### WORK INSTRUCTION
Every line of the entries below that mentions "bool" is to be copied out.

►

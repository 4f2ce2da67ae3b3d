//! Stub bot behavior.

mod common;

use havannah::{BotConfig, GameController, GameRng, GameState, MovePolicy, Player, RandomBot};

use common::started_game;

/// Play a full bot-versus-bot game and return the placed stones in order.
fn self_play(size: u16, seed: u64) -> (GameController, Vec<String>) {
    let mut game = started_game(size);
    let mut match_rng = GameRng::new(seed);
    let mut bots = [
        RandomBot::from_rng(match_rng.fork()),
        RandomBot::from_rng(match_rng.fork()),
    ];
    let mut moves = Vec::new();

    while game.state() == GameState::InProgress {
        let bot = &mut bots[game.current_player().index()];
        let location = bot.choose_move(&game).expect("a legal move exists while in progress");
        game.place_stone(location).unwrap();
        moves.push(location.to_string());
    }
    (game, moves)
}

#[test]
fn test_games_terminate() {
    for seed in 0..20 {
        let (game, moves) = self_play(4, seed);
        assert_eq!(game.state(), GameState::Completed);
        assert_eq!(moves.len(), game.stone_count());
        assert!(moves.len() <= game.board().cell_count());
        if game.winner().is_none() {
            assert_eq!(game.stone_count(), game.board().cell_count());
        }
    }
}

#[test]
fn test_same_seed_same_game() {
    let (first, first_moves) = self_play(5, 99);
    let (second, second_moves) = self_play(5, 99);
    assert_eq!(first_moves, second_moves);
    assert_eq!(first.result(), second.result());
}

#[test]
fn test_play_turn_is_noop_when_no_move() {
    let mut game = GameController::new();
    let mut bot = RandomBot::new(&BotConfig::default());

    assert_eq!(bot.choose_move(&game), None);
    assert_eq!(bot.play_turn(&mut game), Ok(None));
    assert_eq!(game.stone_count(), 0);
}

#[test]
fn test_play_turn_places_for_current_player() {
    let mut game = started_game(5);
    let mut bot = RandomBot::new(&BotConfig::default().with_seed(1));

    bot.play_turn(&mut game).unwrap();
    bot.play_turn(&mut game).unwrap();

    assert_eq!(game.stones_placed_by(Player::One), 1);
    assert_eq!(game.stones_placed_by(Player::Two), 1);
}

◄
►

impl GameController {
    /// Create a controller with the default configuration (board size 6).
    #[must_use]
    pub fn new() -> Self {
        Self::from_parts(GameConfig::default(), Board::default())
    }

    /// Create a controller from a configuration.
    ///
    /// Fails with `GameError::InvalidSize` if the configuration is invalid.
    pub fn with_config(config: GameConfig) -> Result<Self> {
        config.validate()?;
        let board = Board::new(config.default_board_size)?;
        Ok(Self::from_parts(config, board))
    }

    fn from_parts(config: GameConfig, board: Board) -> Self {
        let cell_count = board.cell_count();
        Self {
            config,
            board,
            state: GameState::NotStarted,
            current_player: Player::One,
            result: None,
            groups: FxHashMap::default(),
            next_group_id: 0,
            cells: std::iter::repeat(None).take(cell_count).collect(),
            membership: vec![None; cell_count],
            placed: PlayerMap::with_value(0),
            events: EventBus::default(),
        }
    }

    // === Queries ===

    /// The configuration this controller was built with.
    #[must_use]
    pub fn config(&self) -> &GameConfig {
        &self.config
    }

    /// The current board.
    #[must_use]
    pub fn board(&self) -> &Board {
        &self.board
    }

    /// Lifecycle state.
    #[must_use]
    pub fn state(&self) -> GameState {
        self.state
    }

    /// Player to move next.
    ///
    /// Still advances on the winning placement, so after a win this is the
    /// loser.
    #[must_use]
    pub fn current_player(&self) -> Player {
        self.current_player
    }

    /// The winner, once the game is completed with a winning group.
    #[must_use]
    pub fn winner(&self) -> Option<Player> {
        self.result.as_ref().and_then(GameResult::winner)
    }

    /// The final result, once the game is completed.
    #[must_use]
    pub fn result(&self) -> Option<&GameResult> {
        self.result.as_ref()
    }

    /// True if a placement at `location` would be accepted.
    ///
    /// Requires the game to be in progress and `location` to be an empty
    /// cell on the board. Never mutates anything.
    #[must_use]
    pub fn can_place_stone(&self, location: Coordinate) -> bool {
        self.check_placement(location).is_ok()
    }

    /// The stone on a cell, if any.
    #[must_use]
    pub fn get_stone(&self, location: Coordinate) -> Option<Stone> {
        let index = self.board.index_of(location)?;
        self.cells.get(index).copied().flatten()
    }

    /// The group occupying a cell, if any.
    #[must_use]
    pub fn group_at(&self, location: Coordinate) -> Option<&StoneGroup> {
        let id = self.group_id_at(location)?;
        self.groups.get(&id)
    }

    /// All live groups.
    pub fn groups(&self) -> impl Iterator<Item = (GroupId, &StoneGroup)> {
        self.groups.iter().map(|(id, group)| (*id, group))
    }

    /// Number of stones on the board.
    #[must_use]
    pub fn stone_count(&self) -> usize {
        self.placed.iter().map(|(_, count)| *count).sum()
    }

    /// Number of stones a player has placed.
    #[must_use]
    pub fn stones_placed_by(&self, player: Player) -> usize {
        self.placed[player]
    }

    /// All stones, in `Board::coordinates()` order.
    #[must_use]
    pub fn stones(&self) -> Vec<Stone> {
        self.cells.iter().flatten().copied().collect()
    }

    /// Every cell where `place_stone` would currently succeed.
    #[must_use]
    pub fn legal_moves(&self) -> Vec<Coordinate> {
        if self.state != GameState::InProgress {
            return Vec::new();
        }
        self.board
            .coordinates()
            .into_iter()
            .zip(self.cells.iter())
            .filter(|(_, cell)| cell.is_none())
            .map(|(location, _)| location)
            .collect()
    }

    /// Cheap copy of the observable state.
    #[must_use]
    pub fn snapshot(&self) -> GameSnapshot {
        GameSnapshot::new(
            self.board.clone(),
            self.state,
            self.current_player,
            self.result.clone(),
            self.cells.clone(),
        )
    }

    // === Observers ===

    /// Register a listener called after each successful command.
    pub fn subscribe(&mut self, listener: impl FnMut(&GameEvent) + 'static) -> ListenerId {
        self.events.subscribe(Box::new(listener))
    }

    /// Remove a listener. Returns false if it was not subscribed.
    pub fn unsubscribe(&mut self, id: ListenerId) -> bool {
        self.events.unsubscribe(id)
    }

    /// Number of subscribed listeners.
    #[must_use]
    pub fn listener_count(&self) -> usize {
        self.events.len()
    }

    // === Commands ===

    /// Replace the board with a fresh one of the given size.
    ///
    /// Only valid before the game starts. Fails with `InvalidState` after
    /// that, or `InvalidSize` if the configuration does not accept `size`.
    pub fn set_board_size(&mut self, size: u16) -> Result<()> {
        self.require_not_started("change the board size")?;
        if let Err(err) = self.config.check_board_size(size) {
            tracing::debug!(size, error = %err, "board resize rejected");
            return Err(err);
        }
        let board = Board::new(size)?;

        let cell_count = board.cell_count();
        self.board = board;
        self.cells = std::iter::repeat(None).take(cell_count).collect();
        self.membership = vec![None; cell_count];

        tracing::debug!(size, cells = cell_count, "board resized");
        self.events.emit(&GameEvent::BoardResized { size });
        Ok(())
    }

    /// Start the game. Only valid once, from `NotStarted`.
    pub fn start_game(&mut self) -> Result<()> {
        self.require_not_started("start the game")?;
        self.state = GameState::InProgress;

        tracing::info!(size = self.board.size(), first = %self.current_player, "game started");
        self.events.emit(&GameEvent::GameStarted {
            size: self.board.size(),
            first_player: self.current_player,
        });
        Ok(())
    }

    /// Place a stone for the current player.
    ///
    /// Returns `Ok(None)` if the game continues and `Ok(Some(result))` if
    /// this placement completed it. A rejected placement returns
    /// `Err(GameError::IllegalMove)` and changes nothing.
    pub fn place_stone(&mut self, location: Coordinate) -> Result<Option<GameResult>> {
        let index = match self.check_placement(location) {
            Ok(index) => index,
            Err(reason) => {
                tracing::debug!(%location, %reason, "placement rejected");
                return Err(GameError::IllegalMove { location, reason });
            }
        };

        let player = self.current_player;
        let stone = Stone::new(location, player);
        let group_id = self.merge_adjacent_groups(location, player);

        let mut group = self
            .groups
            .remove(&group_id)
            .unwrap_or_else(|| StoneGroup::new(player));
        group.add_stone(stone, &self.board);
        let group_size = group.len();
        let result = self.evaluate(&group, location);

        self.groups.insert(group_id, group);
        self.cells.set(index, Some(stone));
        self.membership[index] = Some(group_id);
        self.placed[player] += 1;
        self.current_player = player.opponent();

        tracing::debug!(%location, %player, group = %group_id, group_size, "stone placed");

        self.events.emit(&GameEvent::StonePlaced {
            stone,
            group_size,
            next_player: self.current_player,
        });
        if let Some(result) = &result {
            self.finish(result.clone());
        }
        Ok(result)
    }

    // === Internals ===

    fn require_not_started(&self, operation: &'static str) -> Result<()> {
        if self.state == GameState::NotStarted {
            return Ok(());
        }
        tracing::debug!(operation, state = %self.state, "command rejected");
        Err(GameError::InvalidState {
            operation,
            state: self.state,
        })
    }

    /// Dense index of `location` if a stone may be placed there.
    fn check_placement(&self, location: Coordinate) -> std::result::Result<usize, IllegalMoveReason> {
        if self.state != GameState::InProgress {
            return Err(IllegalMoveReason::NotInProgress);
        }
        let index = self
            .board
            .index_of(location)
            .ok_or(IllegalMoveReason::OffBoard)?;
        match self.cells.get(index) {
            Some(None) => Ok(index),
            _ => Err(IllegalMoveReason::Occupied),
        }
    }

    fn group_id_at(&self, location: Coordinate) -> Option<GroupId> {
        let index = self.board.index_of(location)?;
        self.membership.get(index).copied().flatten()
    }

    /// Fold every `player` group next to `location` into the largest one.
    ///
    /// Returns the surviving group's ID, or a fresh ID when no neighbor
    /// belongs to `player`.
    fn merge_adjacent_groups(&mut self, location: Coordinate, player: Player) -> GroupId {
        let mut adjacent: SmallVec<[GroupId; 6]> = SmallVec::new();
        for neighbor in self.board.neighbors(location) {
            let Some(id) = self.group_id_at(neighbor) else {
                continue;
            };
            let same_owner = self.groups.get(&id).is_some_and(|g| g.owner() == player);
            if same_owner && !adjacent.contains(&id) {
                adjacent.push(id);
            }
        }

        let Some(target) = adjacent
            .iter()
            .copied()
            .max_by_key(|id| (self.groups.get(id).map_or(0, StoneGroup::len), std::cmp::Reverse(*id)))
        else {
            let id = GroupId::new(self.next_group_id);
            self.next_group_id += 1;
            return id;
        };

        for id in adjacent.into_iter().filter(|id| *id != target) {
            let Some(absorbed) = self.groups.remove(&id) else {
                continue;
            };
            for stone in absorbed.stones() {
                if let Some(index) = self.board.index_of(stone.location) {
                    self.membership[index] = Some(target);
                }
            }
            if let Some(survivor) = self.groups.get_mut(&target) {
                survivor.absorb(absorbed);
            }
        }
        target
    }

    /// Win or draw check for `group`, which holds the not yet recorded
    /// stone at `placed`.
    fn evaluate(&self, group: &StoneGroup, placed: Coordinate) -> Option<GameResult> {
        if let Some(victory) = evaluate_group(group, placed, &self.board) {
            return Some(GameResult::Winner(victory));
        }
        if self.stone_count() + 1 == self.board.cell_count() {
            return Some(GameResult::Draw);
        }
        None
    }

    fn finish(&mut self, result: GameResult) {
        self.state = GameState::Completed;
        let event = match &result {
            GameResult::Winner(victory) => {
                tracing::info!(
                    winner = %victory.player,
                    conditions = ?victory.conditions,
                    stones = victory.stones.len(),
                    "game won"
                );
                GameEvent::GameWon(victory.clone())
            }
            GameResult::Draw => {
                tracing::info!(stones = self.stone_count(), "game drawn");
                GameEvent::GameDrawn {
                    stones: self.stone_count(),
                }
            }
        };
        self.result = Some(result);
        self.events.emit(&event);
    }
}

◄

### YOUR SOLUTION
    pub fn can_place_stone(&self, location: Coordinate) -> bool {
    pub fn unsubscribe(&mut self, id: ListenerId) -> bool {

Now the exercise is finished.